KAPAK- Yahudilerin Islah Sorunu

İnsan muhayyilesi soyut olana ya da kuru fikre değil müşahhas olana daha meyillidir. Allah, insana hitap ederken insan fıtratına en uygun biçimi tercih etmiştir. Kur’an-ı Kerim’in neredeyse yarısı kıssalardan teşekkül eder. Kıssaların müşahhas dili sayesinde insan en yüksek dini ve ilahi mesajları kolayca kavrayabilir. Kur’an-ı Kerim’de yer alan kıssalarda peygamber hikâyeleri ve onların davalarına karşı insanların verdiği menfi ya da müspet tepkileri görürüz. Kıssalar bu minval üzere ilerler ve insanlığın dikkatine sunulur.
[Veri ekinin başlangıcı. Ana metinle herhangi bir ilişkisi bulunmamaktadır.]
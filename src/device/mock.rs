// Copyright (C) 2026 Michael Wilson <mike@mdwn.dev>
//
// This program is free software: you can redistribute it and/or modify it under
// the terms of the GNU General Public License as published by the Free Software
// Foundation, version 3.
//
// This program is distributed in the hope that it will be useful, but WITHOUT
// ANY WARRANTY; without even the implied warranty of MERCHANTABILITY or FITNESS
// FOR A PARTICULAR PURPOSE. See the GNU General Public License for more details.
//
// You should have received a copy of the GNU General Public License along with
// this program. If not, see <https://www.gnu.org/licenses/>.
//
use std::{
    collections::HashSet,
    fmt,
    sync::{
        atomic::{AtomicBool, Ordering},
        Arc,
    },
};

use parking_lot::Mutex;
use tracing::info;

use super::{DeviceError, LightState};

/// A mock light. Doesn't talk to anything, just records every state it was given.
#[derive(Clone)]
pub struct Light {
    name: String,
    on: Arc<AtomicBool>,
    applied: Arc<Mutex<Vec<LightState>>>,
    /// Zero-based write attempts that should fail.
    failing_writes: Arc<Mutex<HashSet<usize>>>,
    attempts: Arc<Mutex<usize>>,
    log_writes: bool,
}

impl Light {
    /// Creates a new mock light that starts switched on.
    pub fn new(name: &str) -> Light {
        Light {
            name: name.to_string(),
            on: Arc::new(AtomicBool::new(true)),
            applied: Arc::new(Mutex::new(Vec::new())),
            failing_writes: Arc::new(Mutex::new(HashSet::new())),
            attempts: Arc::new(Mutex::new(0)),
            log_writes: false,
        }
    }

    /// Creates a mock light that logs every applied state.
    pub fn logging(name: &str) -> Light {
        Light {
            log_writes: true,
            ..Light::new(name)
        }
    }

    /// Flips the power state without recording a write.
    pub fn set_on(&self, on: bool) {
        self.on.store(on, Ordering::SeqCst);
    }

    /// Makes the given zero-based write attempt fail.
    pub fn fail_write(&self, attempt: usize) {
        self.failing_writes.lock().insert(attempt);
    }

    /// All successfully applied states, in order.
    pub fn applied(&self) -> Vec<LightState> {
        self.applied.lock().clone()
    }

    /// Number of successfully applied states.
    pub fn write_count(&self) -> usize {
        self.applied.lock().len()
    }

    /// The last successfully applied state.
    pub fn last_applied(&self) -> Option<LightState> {
        self.applied.lock().last().cloned()
    }
}

impl super::Light for Light {
    fn name(&self) -> String {
        self.name.clone()
    }

    fn apply_state(&self, state: &LightState) -> Result<(), DeviceError> {
        let attempt = {
            let mut attempts = self.attempts.lock();
            let attempt = *attempts;
            *attempts += 1;
            attempt
        };

        if self.failing_writes.lock().contains(&attempt) {
            return Err(DeviceError::Unreachable(format!(
                "{} dropped write {}",
                self.name, attempt
            )));
        }

        if let Some(on) = state.power_value() {
            self.on.store(on, Ordering::SeqCst);
        }
        if self.log_writes {
            info!(light = self.name, %state, "Applied state.");
        }
        self.applied.lock().push(state.clone());

        Ok(())
    }

    fn is_on(&self) -> bool {
        self.on.load(Ordering::SeqCst)
    }
}

impl fmt::Display for Light {
    fn fmt(&self, f: &mut fmt::Formatter<'_>) -> fmt::Result {
        write!(f, "{} (Mock)", self.name)
    }
}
Kur’an-ı Kerim kıssalar aracılığı ile çeşitli milletlerden ve diğer din mensuplarından bize haber verir. Bu topluluklar içerisinde bahse en çok konu olanlardan birisi de Yahudilerdir. Kur’an-ı Kerim’de Yahudilerden sık bahsedilmesinin temel bazı nedenleri mevcuttur. Yahudilerin kabul ettiği ve onların muharref kutsal kitaplarında geçen pek çok isim bizim de iman ettiğimiz peygamberlerdir. Coğrafi nedenlerden ötürü hem sosyal hayatta hem de ticari hayatta pek tabi olarak Yahudi toplumu ile birtakım ilişkiler geliştirilir. Kur’an-ı Kerim’de ve hadislerde de Yahudilere bolca atıf yapılmıştır. Yahudilerle benzerlik gösteren dini inanış ve emirler de bir başka neden olarak gösterilebilir. Tüm bunlar bir araya geldiğinde Kur’an-ı Kerim’in pek çok yerinde Yahudilerin kıssaları ve özellikleri hakkında bilgi edinmiş oluruz. Kur’an-ı Kerim bu milletten bahsederken “Yahudi ve Benî İsrail” tabirlerine yer verir. Fakat “Yahudi” tabiri nicelik olarak daha çok karşımıza çıkar. Kur’an-ı Kerim bu tabirleri dönemsel olarak farklı biçimde kullanır. Mesela Hz. Musa ve Hz. İsa dönemleri arasından bahsederken “Benî İsrail”, İslam döneminden bahsederken “Yahudi” tabirlerini kullandığını görürüz.1
Her millet kendine özgü davranışlar gösterir, bu davranış biçimi o milletin düşünme ve hareket tarzıyla şekillenir. Davranışlar tabii olarak zihniyetin tezahürüdür. Yahudileri anlamak için bu milletin zihniyetini anlamak elzemdir. Bu davranışları sadece eleştirmek ve onları aşağılamak maksadıyla dillendirmenin onlarla yapılacak olan mücadelede faydası olmayacağı açıktır. Yahudilerin zihniyet gelişiminde özellikle Mısır’da maruz kaldıkları ve yaklaşık dört asır süren baskı ve soykırımın çok önemli etkileri vardır. Yahudi kişiliği ve karakterinin gelişiminde bu dönemin çok büyük etkisi olmuştur.2
Kur’an-ı Kerim, Yahudilerin başından geçenleri anlatırken esasında tüm insanlığın ibretine mazhar olacak detayları dikkatimize sunmaya gayret etmektedir. Kur’an-ı Kerim onların vasıflarını olaylarla ilintili olarak bize açık biçimde anlatır. Onların temel bazı habis özellikleri misallerle anlatılır. Bu özellikler kabaca şöyle sıralanabilir: İnkâr, Allah’a eş koşma, Yalanlama ve yalancılık, Üstünlük taslama, Cinayet, Döneklik, Aşağılık duygusu ve korkaklık, Hainlik ve İkiyüzlülük, Bozgunculuk, Haksızlık, İsyan ve serkeşlik, İhtilâf ve tartışmacılık, Kıskançlık, Katı yüreklilik, Dünya hayatına düşkünlük, Cehalet ve beyinsizlik, Sözü değiştirme, Hakkı gizleme, Gazap ve lânet…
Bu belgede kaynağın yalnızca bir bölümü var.